The tunnel is actually twin parallel tunnels built by The Cut-and-cover method, with the tunnels under waterways built bottom-up behind temporary cofferdam walls. The western portal of the tunnel is at the eastern end of The Highway (A1203), just east of its junction with Butcher Row. The Highway runs along the line of the Rotherhithe Tunnel for a short distance; the northern portal of that tunnel lies just north of the Link tunnel entrance.
Heading east, the tunnel passes under the north side of Limehouse Basin, turns south-east to pass underneath Limekiln Dock and Dundee Wharf close to the embankment walls of The River Thames before turning north-east under Westferry Road. The eastern portal to the tunnel, emerging onto the A1261 Aspen Way, is just north of the Canary Wharf development, near West India Quay DLR Station. Through the Blackwall area, the eastern extremity of Aspen Way includes a flyover crossing of a roundabout close to the line of the twin tunnels of the Blackwall Tunnel.

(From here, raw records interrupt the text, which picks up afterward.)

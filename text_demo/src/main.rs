//! Text mesh demo
//!
//! Rasterizes a string with a TTF/OTF font (or a baked atlas), places it as a
//! label and reports the resulting mesh. Optionally exports the glyph atlas
//! as a PNG for inspection.

use std::path::PathBuf;

use anyhow::{Context, Result};
use clap::{Arg, ArgAction, ArgMatches, Command};
use text_mesh::config::Config;
use text_mesh::foundation::math::{Point3, Vec3};
use text_mesh::text::{
    BakedFont, FontAtlas, FontAtlasSettings, GlyphSource, TextLabel, TextMeshBuilder,
    TextMeshConfig,
};

const DEFAULT_PIXEL_SIZE: &str = "256";
const DEFAULT_CHAR_SIZE: &str = "32";

fn command() -> Command {
    Command::new("text_demo")
        .about("Builds a text mesh from a font and a string")
        .arg(
            Arg::new("font")
                .value_name("FONT")
                .help("TTF/OTF font, or a baked font description (.ron/.toml) with --baked-image")
                .required(true),
        )
        .arg(Arg::new("text").value_name("TEXT").help("Text to lay out").required(true))
        .arg(
            Arg::new("size")
                .value_name("PIXELS")
                .help("Pixel size glyphs are rasterized at")
                .value_parser(clap::value_parser!(u32).range(1..))
                .default_value(DEFAULT_PIXEL_SIZE),
        )
        .arg(
            Arg::new("config")
                .short('c')
                .long("config")
                .value_name("FILE")
                .help("Text mesh configuration (.toml or .ron)"),
        )
        .arg(
            Arg::new("atlas-settings")
                .long("atlas-settings")
                .value_name("FILE")
                .help("Font atlas page settings (.toml or .ron)"),
        )
        .arg(
            Arg::new("atlas")
                .short('o')
                .long("atlas")
                .value_name("PNG")
                .help("Write the glyph atlas image to this file"),
        )
        .arg(
            Arg::new("bold")
                .long("bold")
                .help("Request bold glyphs")
                .action(ArgAction::SetTrue),
        )
        .arg(
            Arg::new("bold-font")
                .long("bold-font")
                .value_name("FONT")
                .help("Separate face used for bold glyphs"),
        )
        .arg(
            Arg::new("baked-image")
                .long("baked-image")
                .value_name("PNG")
                .help("Atlas image of a baked font; FONT is then its description"),
        )
        .arg(
            Arg::new("char-size")
                .long("char-size")
                .value_name("UNITS")
                .help("On-screen character size")
                .value_parser(clap::value_parser!(f32))
                .default_value(DEFAULT_CHAR_SIZE),
        )
        .arg(
            Arg::new("position")
                .long("position")
                .value_name("X,Y")
                .help("Label position")
                .default_value("200,500"),
        )
}

fn path_arg(matches: &ArgMatches, id: &str) -> Option<PathBuf> {
    matches.get_one::<String>(id).map(PathBuf::from)
}

fn parse_position(value: &str) -> Result<Vec3> {
    let (x, y) = value
        .split_once(',')
        .with_context(|| format!("Position {value:?} is not of the form X,Y"))?;
    let x = x.trim().parse().with_context(|| format!("Invalid x coordinate {x:?}"))?;
    let y = y.trim().parse().with_context(|| format!("Invalid y coordinate {y:?}"))?;
    Ok(Vec3::new(x, y, 0.0))
}

fn load_source(matches: &ArgMatches, font_path: PathBuf) -> Result<Box<dyn GlyphSource>> {
    if let Some(image_path) = path_arg(matches, "baked-image") {
        let font = BakedFont::load(&font_path, &image_path)
            .with_context(|| format!("Failed to load baked font {}", font_path.display()))?;
        log::info!("Loaded baked font authored at {}px", font.native_size());
        return Ok(Box::new(font));
    }

    let mut font = FontAtlas::from_file(&font_path)
        .with_context(|| format!("Failed to load font {}", font_path.display()))?;

    if let Some(settings_path) = path_arg(matches, "atlas-settings") {
        let settings = FontAtlasSettings::load_from_file(&settings_path)
            .with_context(|| format!("Failed to load atlas settings {}", settings_path.display()))?;
        font = font
            .with_settings(settings)
            .with_context(|| format!("Invalid atlas settings in {}", settings_path.display()))?;
    }

    if let Some(bold_path) = path_arg(matches, "bold-font") {
        let data = std::fs::read(&bold_path)
            .with_context(|| format!("Failed to read {}", bold_path.display()))?;
        font = font
            .with_bold_face(&data)
            .with_context(|| format!("Failed to load bold font {}", bold_path.display()))?;
    }

    Ok(Box::new(font))
}

fn run(matches: &ArgMatches) -> Result<()> {
    let font_path = path_arg(matches, "font").context("Missing font argument")?;
    let text = matches.get_one::<String>("text").context("Missing text argument")?;
    let size = *matches.get_one::<u32>("size").context("Missing size")?;
    let char_size = *matches.get_one::<f32>("char-size").context("Missing char size")?;
    let position = matches.get_one::<String>("position").context("Missing position")?;
    let position = parse_position(position)?;

    let mut config = match path_arg(matches, "config") {
        Some(path) => TextMeshConfig::load_from_file(&path)
            .with_context(|| format!("Failed to load configuration {}", path.display()))?,
        None => TextMeshConfig::default(),
    };
    if matches.get_flag("bold") {
        config.bold = true;
    }

    let builder = TextMeshBuilder::new(config).context("Invalid text mesh configuration")?;
    let mut source = load_source(matches, font_path)?;

    let mut label = TextLabel::new(size);
    label.set_text(text.as_str());
    label.set_position(position);
    label.set_char_size(char_size);

    let model = label.model_matrix();
    let mesh = label.mesh(&builder, source.as_mut()).context("Failed to build text mesh")?;

    log::info!(
        "{} glyphs: {} vertices, {} indices ({} bytes of vertex data)",
        mesh.glyph_count(),
        mesh.vertices().len(),
        mesh.indices().len(),
        mesh.vertex_bytes().len() + mesh.tex_coord_bytes().len()
    );

    match mesh.bounds() {
        Some(bounds) => {
            let min = model.transform_point(&Point3::new(bounds.min_x, bounds.min_y, 0.0));
            let max = model.transform_point(&Point3::new(bounds.max_x, bounds.max_y, 0.0));
            log::info!(
                "Mesh bounds {:.1}x{:.1}, on screen ({:.1}, {:.1}) to ({:.1}, {:.1})",
                bounds.width(),
                bounds.height(),
                min.x,
                min.y,
                max.x,
                max.y
            );
        }
        None => log::info!("Nothing to draw"),
    }

    let atlas = mesh.atlas();
    log::info!(
        "Atlas {}x{}, {} channel(s), {} bytes",
        atlas.width,
        atlas.height,
        atlas.channels,
        atlas.size_bytes()
    );

    if let Some(path) = path_arg(matches, "atlas") {
        if atlas.is_empty() {
            log::warn!("Atlas is empty, not writing {}", path.display());
        } else {
            atlas
                .save_png(&path)
                .with_context(|| format!("Failed to write atlas to {}", path.display()))?;
            log::info!("Atlas written to {}", path.display());
        }
    }

    Ok(())
}

fn main() -> Result<()> {
    env_logger::Builder::from_default_env()
        .filter_level(log::LevelFilter::Info)
        .init();

    let matches = command().get_matches();
    run(&matches).map_err(|e| {
        log::error!("{:#}", e);
        e
    })
}

#[cfg(test)]
mod tests {
    use super::*;

    #[test]
    fn test_command_is_well_formed() {
        command().debug_assert();
    }

    #[test]
    fn test_defaults() {
        let matches = command().get_matches_from(["text_demo", "font.ttf", "Hello world\n"]);

        assert_eq!(matches.get_one::<u32>("size"), Some(&256));
        assert_eq!(matches.get_one::<f32>("char-size"), Some(&32.0));
        assert!(!matches.get_flag("bold"));
        assert!(path_arg(&matches, "atlas").is_none());
    }

    #[test]
    fn test_zero_size_is_rejected() {
        assert!(command().try_get_matches_from(["text_demo", "font.ttf", "x", "0"]).is_err());
    }

    #[test]
    fn test_parse_position() {
        assert_eq!(parse_position("200, 500").unwrap(), Vec3::new(200.0, 500.0, 0.0));
        assert!(parse_position("200").is_err());
        assert!(parse_position("a,1").is_err());
    }
}
//! End-to-end layout scenarios against scripted glyph providers

mod mock;
//! Coordinate conventions for emitted text geometry

use serde::{Deserialize, Serialize};

/// Direction of the y axis in the space the mesh is emitted into
///
/// - `Down`: screen/pixel space, lines advance toward larger y
/// - `Up`: OpenGL-style space, lines advance toward smaller y
#[derive(Debug, Clone, Copy, Default, PartialEq, Eq, Serialize, Deserialize)]
pub enum YAxis {
    /// y grows downward
    #[default]
    Down,
    /// y grows upward
    Up,
}

impl YAxis {
    /// Signed distance the pen moves for one line break
    pub fn line_step(self, line_spacing: f32) -> f32 {
        match self {
            Self::Down => line_spacing,
            Self::Up => -line_spacing,
        }
    }

    /// Map a downward glyph-space offset onto this axis
    pub fn offset(self, glyph_space_y: f32) -> f32 {
        match self {
            Self::Down => glyph_space_y,
            Self::Up => -glyph_space_y,
        }
    }
}

/// Which image row texture coordinate `v = 0` refers to
#[derive(Debug, Clone, Copy, Default, PartialEq, Eq, Serialize, Deserialize)]
pub enum TexCoordOrigin {
    /// `v = 0` is the first (top) row of the atlas image
    #[default]
    TopLeft,
    /// `v = 0` is the last (bottom) row, as when rows are uploaded bottom-up
    BottomLeft,
}

impl TexCoordOrigin {
    /// Convert a top-down normalized row coordinate into this convention
    pub fn v(self, top_down: f32) -> f32 {
        match self {
            Self::TopLeft => top_down,
            Self::BottomLeft => 1.0 - top_down,
        }
    }
}
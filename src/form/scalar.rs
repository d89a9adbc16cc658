use std::ops::{Add, Div, Mul, Neg, Sub};

use nalgebra::Scalar;

use crate::Real;

/// A scalar expression in the time variable $t$ and the step size $\Delta t$.
///
/// Expressions are immutable trees. All manipulation, in particular
/// [`substitute_time`](ScalarExpr::substitute_time), builds new trees and leaves the
/// operands untouched.
#[derive(Debug, Clone, PartialEq)]
pub enum ScalarExpr<T: Scalar> {
    /// A constant value.
    Constant(T),
    /// The time variable $t$.
    Time,
    /// The step size $\Delta t$.
    TimeStep,
    Add(Box<ScalarExpr<T>>, Box<ScalarExpr<T>>),
    Sub(Box<ScalarExpr<T>>, Box<ScalarExpr<T>>),
    Mul(Box<ScalarExpr<T>>, Box<ScalarExpr<T>>),
    Div(Box<ScalarExpr<T>>, Box<ScalarExpr<T>>),
}

impl<T: Real> ScalarExpr<T> {
    pub fn constant(value: T) -> Self {
        Self::Constant(value)
    }

    pub fn one() -> Self {
        Self::Constant(T::one())
    }

    pub fn time() -> Self {
        Self::Time
    }

    pub fn time_step() -> Self {
        Self::TimeStep
    }

    /// The stage time $t + c \, \Delta t$ for the given abscissa $c$.
    pub fn stage_time(c: T) -> Self {
        Self::Time + Self::Constant(c) * Self::TimeStep
    }

    /// Whether the expression is the literal constant zero.
    pub fn is_zero(&self) -> bool {
        matches!(self, Self::Constant(c) if *c == T::zero())
    }

    /// Evaluates the expression at the given time and step size.
    pub fn evaluate(&self, t: T, dt: T) -> T {
        match self {
            Self::Constant(c) => *c,
            Self::Time => t,
            Self::TimeStep => dt,
            Self::Add(a, b) => a.evaluate(t, dt) + b.evaluate(t, dt),
            Self::Sub(a, b) => a.evaluate(t, dt) - b.evaluate(t, dt),
            Self::Mul(a, b) => a.evaluate(t, dt) * b.evaluate(t, dt),
            Self::Div(a, b) => a.evaluate(t, dt) / b.evaluate(t, dt),
        }
    }

    /// Returns a new expression in which every occurrence of the time variable is
    /// replaced by the given expression.
    pub fn substitute_time(&self, replacement: &ScalarExpr<T>) -> Self {
        let recurse =
            |a: &Self, b: &Self| (Box::new(a.substitute_time(replacement)), Box::new(b.substitute_time(replacement)));
        match self {
            Self::Constant(c) => Self::Constant(*c),
            Self::Time => replacement.clone(),
            Self::TimeStep => Self::TimeStep,
            Self::Add(a, b) => {
                let (a, b) = recurse(a, b);
                Self::Add(a, b)
            }
            Self::Sub(a, b) => {
                let (a, b) = recurse(a, b);
                Self::Sub(a, b)
            }
            Self::Mul(a, b) => {
                let (a, b) = recurse(a, b);
                Self::Mul(a, b)
            }
            Self::Div(a, b) => {
                let (a, b) = recurse(a, b);
                Self::Div(a, b)
            }
        }
    }
}

impl<T: Real> Add for ScalarExpr<T> {
    type Output = Self;

    fn add(self, rhs: Self) -> Self {
        Self::Add(Box::new(self), Box::new(rhs))
    }
}

impl<T: Real> Sub for ScalarExpr<T> {
    type Output = Self;

    fn sub(self, rhs: Self) -> Self {
        Self::Sub(Box::new(self), Box::new(rhs))
    }
}

impl<T: Real> Mul for ScalarExpr<T> {
    type Output = Self;

    fn mul(self, rhs: Self) -> Self {
        Self::Mul(Box::new(self), Box::new(rhs))
    }
}

impl<T: Real> Div for ScalarExpr<T> {
    type Output = Self;

    fn div(self, rhs: Self) -> Self {
        Self::Div(Box::new(self), Box::new(rhs))
    }
}

impl<T: Real> Neg for ScalarExpr<T> {
    type Output = Self;

    fn neg(self) -> Self {
        Self::Constant(-T::one()) * self
    }
}
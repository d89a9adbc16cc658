use matrixcompare::{assert_matrix_eq, assert_scalar_eq};
use nalgebra::{dvector, DMatrix};

use skoll::bc::{BcType, DirichletBc};
use skoll::form::{FieldExpr, Form, FormTerm, ScalarExpr, TestFunction};
use skoll::nullspace::Nullspace;
use skoll::operators::SourceFunction;
use skoll::rk;
use skoll::tableau::ButcherTableau;
use skoll::ConfigError;

use crate::unit_tests::{decay_form, scalar_system};

fn build(
    tableau: &ButcherTableau<f64>,
    splitting: rk::Splitting<f64>,
) -> rk::StageForm<f64> {
    let (system, operator) = scalar_system();
    rk::build_stage_form(
        &system,
        &decay_form(operator, 1.0),
        tableau,
        splitting,
        BcType::Dae,
        &[],
        None,
    )
    .unwrap()
}

#[test]
fn trivial_splitting_keeps_the_quadrature_weights() {
    let tableau = ButcherTableau::<f64>::radau_iia(2);
    let stage_form = build(&tableau, rk::ai);
    assert_eq!(&stage_form.update_weights, tableau.b());
    assert_eq!(stage_form.order, 3);
    assert_eq!(stage_form.layout.num_stages(), 2);
}

#[test]
fn inverse_splitting_of_a_stiffly_accurate_method_selects_the_last_stage() {
    // For stiffly accurate methods the last row of A equals b, so A^{-T} b is the
    // last unit vector
    let tableau = ButcherTableau::<f64>::radau_iia(2);
    let stage_form = build(&tableau, rk::ia);
    assert_matrix_eq!(stage_form.update_weights, dvector![0.0, 1.0], comp = abs, tol = 1e-13);
}

#[test]
fn embedded_weights_turn_into_error_weights() {
    let gamma = 1.0 - 2.0_f64.sqrt() / 2.0;
    let stage_form = build(&ButcherTableau::sdirk2(), rk::ai);
    let error_weights = stage_form.error_weights.unwrap();
    assert_matrix_eq!(error_weights, dvector![-gamma, gamma], comp = abs, tol = 1e-14);
}

#[test]
fn methods_without_embedded_weights_have_no_error_weights() {
    let stage_form = build(&ButcherTableau::<f64>::radau_iia(2), rk::ai);
    assert!(stage_form.error_weights.is_none());
}

#[test]
fn backward_euler_replaces_derivatives_and_values_stage_by_stage() {
    let stage_form = build(&ButcherTableau::backward_euler(), rk::ai);
    let terms = stage_form.form.terms();
    assert_eq!(terms.len(), 2);
    assert_eq!(terms[0].test, TestFunction::stage_field(0, 0));
    assert_eq!(terms[1].test, TestFunction::stage_field(0, 0));

    // The derivative term becomes the stage unknown itself, the value term becomes
    // u0 + dt * w with the single stage weight dt * a_11
    assert_eq!(terms[0].trial.stage_weight(0, 0, 0.0, 0.25), 1.0);
    assert_eq!(terms[1].trial.stage_weight(0, 0, 0.0, 0.25), 0.25);
}

#[test]
fn term_times_shift_to_the_stage_abscissae() {
    let (system, operator) = scalar_system();
    let form = Form::new().with_term(
        FormTerm::new(operator, FieldExpr::time_derivative(0), TestFunction::field(0))
            .with_coefficient(ScalarExpr::time()),
    );
    let tableau = ButcherTableau::<f64>::radau_iia(2);
    let stage_form =
        rk::build_stage_form(&system, &form, &tableau, rk::ai, BcType::Dae, &[], None).unwrap();

    let terms = stage_form.form.terms();
    assert_eq!(terms.len(), 2);
    assert_eq!(terms[0].test.stage, 0);
    assert_eq!(terms[1].test.stage, 1);
    assert_scalar_eq!(terms[0].coefficient.evaluate(1.0, 0.3), 1.1, comp = abs, tol = 1e-15);
    assert_scalar_eq!(terms[1].coefficient.evaluate(1.0, 0.3), 1.3, comp = abs, tol = 1e-15);
}

#[test]
fn splittings_must_multiply_back_to_the_tableau() {
    fn bad_splitting(a: &DMatrix<f64>) -> (DMatrix<f64>, DMatrix<f64>) {
        (a * 2.0, DMatrix::identity(a.nrows(), a.ncols()))
    }

    let (system, operator) = scalar_system();
    let result = rk::build_stage_form(
        &system,
        &decay_form(operator, 1.0),
        &ButcherTableau::<f64>::radau_iia(2),
        bad_splitting,
        BcType::Dae,
        &[],
        None,
    );
    assert_eq!(result.unwrap_err(), ConfigError::InvalidSplitting);
}

#[test]
fn singular_interpolation_factors_are_rejected() {
    // Lobatto IIIA methods have a singular A, so the (I, A) splitting cannot recover
    // stage derivatives from the stage unknowns
    let (system, operator) = scalar_system();
    let result = rk::build_stage_form(
        &system,
        &decay_form(operator, 1.0),
        &ButcherTableau::<f64>::lobatto_iiia(2),
        rk::ia,
        BcType::Dae,
        &[],
        None,
    );
    assert_eq!(
        result.unwrap_err(),
        ConfigError::SingularSplittingFactor { factor: "A2" }
    );
}

#[test]
fn dae_conditions_need_an_invertible_first_factor() {
    let (mut system, operator) = scalar_system();
    let data = system.add_source(SourceFunction::new(1, |mut out: nalgebra::DVectorViewMut<f64>, t| {
        out[0] = t;
    }));
    let bc = DirichletBc::new(0, vec![0], data);
    let result = rk::build_stage_form(
        &system,
        &decay_form(operator, 1.0),
        &ButcherTableau::<f64>::lobatto_iiia(2),
        rk::ai,
        BcType::Dae,
        &[bc],
        None,
    );
    assert_eq!(
        result.unwrap_err(),
        ConfigError::SingularSplittingFactor { factor: "A1" }
    );
}

#[test]
fn nullspace_validation_errors_propagate() {
    let (system, operator) = scalar_system();
    let nullspace = Nullspace::new(vec![(0, dvector![1.0, 1.0])]);
    let result = rk::build_stage_form(
        &system,
        &decay_form(operator, 1.0),
        &ButcherTableau::backward_euler(),
        rk::ai,
        BcType::Dae,
        &[],
        Some(&nullspace),
    );
    assert_eq!(
        result.unwrap_err(),
        ConfigError::NullspaceDimensionMismatch {
            field: 0,
            expected: 1,
            found: 2,
        }
    );
}

#[test]
#[should_panic(expected = "semi-discrete forms test against stage 0")]
fn forms_testing_against_stage_unknowns_are_rejected() {
    let (system, operator) = scalar_system();
    let form = Form::new().with_term(FormTerm::new(
        operator,
        FieldExpr::time_derivative(0),
        TestFunction::stage_field(1, 0),
    ));
    let _ = rk::build_stage_form(
        &system,
        &form,
        &ButcherTableau::backward_euler(),
        rk::ai,
        BcType::Dae,
        &[],
        None,
    );
}

#[test]
#[should_panic(expected = "semi-discrete forms must not reference stage unknowns")]
fn forms_trialing_stage_unknowns_are_rejected() {
    let (system, operator) = scalar_system();
    let form = Form::new().with_term(FormTerm::new(
        operator,
        FieldExpr::stage(0, 0),
        TestFunction::field(0),
    ));
    let _ = rk::build_stage_form(
        &system,
        &form,
        &ButcherTableau::backward_euler(),
        rk::ai,
        BcType::Dae,
        &[],
        None,
    );
}

#[test]
fn invalid_forms_are_rejected_before_transformation() {
    let (system, _) = scalar_system();
    let form = Form::new().with_term(FormTerm::new(
        skoll::operators::OperatorId::from_index(3),
        FieldExpr::time_derivative(0),
        TestFunction::field(0),
    ));
    let result = rk::build_stage_form(
        &system,
        &form,
        &ButcherTableau::backward_euler(),
        rk::ai,
        BcType::Dae,
        &[],
        None,
    );
    assert_eq!(result.unwrap_err(), ConfigError::UnknownOperator { operator: 3 });
}
//! Null-space descriptors for singular spatial operators.
//!
//! Pure-Neumann problems and similar formulations have spatial operators with a known
//! null space, typically the constants of one or more fields. The stage systems inherit
//! one copy of each null-space vector per stage; the nonlinear solver deflates its
//! linearized systems with the replicated basis so that Newton updates stay orthogonal
//! to it.

use nalgebra::{DVector, Scalar};

use crate::space::{FunctionSpace, StageLayout};
use crate::{ConfigError, Real};

/// A null-space descriptor for a semi-discrete problem.
///
/// Each component attaches one spatial basis vector to a field. Components must be
/// sorted by strictly increasing field index; fields without a component contribute
/// nothing to the null space.
#[derive(Debug, Clone, PartialEq)]
pub struct Nullspace<T: Scalar> {
    components: Vec<(usize, DVector<T>)>,
}

impl<T: Real> Nullspace<T> {
    pub fn new(components: Vec<(usize, DVector<T>)>) -> Self {
        Self { components }
    }

    /// The null space spanned by the constant vector of the given field, as needed for
    /// a pure-Neumann problem on that field.
    pub fn constants(field: usize, space: &FunctionSpace) -> Self {
        Self::new(vec![(field, DVector::repeat(space.field_dim(field), T::one()))])
    }

    pub fn components(&self) -> &[(usize, DVector<T>)] {
        &self.components
    }

    /// Checks the descriptor against a function space.
    pub fn validate(&self, space: &FunctionSpace) -> Result<(), ConfigError> {
        if !self.components.windows(2).all(|w| w[0].0 < w[1].0) {
            return Err(ConfigError::UnsortedNullspaceFields);
        }
        for (field, basis) in &self.components {
            if *field >= space.num_fields() {
                return Err(ConfigError::FieldIndexOutOfRange {
                    field: *field,
                    num_fields: space.num_fields(),
                });
            }
            if basis.len() != space.field_dim(*field) {
                return Err(ConfigError::NullspaceDimensionMismatch {
                    field: *field,
                    expected: space.field_dim(*field),
                    found: basis.len(),
                });
            }
            if basis.norm() == T::zero() {
                return Err(ConfigError::ZeroNullspaceVector { field: *field });
            }
        }
        Ok(())
    }
}

/// The stage-replicated null-space basis of a stage system.
///
/// Each spatial basis vector is embedded once per stage block of the big space and
/// normalized. Vectors of distinct stages or fields have disjoint support, so the
/// resulting set is orthonormal.
#[derive(Debug, Clone, PartialEq)]
pub struct StageNullspace<T: Scalar> {
    vectors: Vec<DVector<T>>,
}

impl<T: Real> StageNullspace<T> {
    /// Replicates a validated descriptor over all stages of the layout.
    pub fn replicate(nullspace: &Nullspace<T>, layout: &StageLayout) -> Self {
        let mut vectors = Vec::with_capacity(layout.num_stages() * nullspace.components().len());
        for stage in 0..layout.num_stages() {
            for (field, basis) in nullspace.components() {
                let mut big = DVector::zeros(layout.total_dim());
                big.rows_range_mut(layout.block_range(stage, *field)).copy_from(basis);
                let norm = big.norm();
                big /= norm;
                vectors.push(big);
            }
        }
        Self { vectors }
    }

    pub fn vectors(&self) -> &[DVector<T>] {
        &self.vectors
    }

    pub fn num_vectors(&self) -> usize {
        self.vectors.len()
    }
}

The tunnel has a 30mph speed limit, enforced by SpeedCurb speed cameras above the carriageway at the tunnel entrances, exits and inside the tunnel. The Limehouse Link tunnel is notable for including slip roads to and from Westferry Road towards the eastern end of the twin tunnels. Complex ground conditions and the need to avoid several key existing structures including other tunnels and a river basin increased costs. A new safety public address system was installed in early 2008.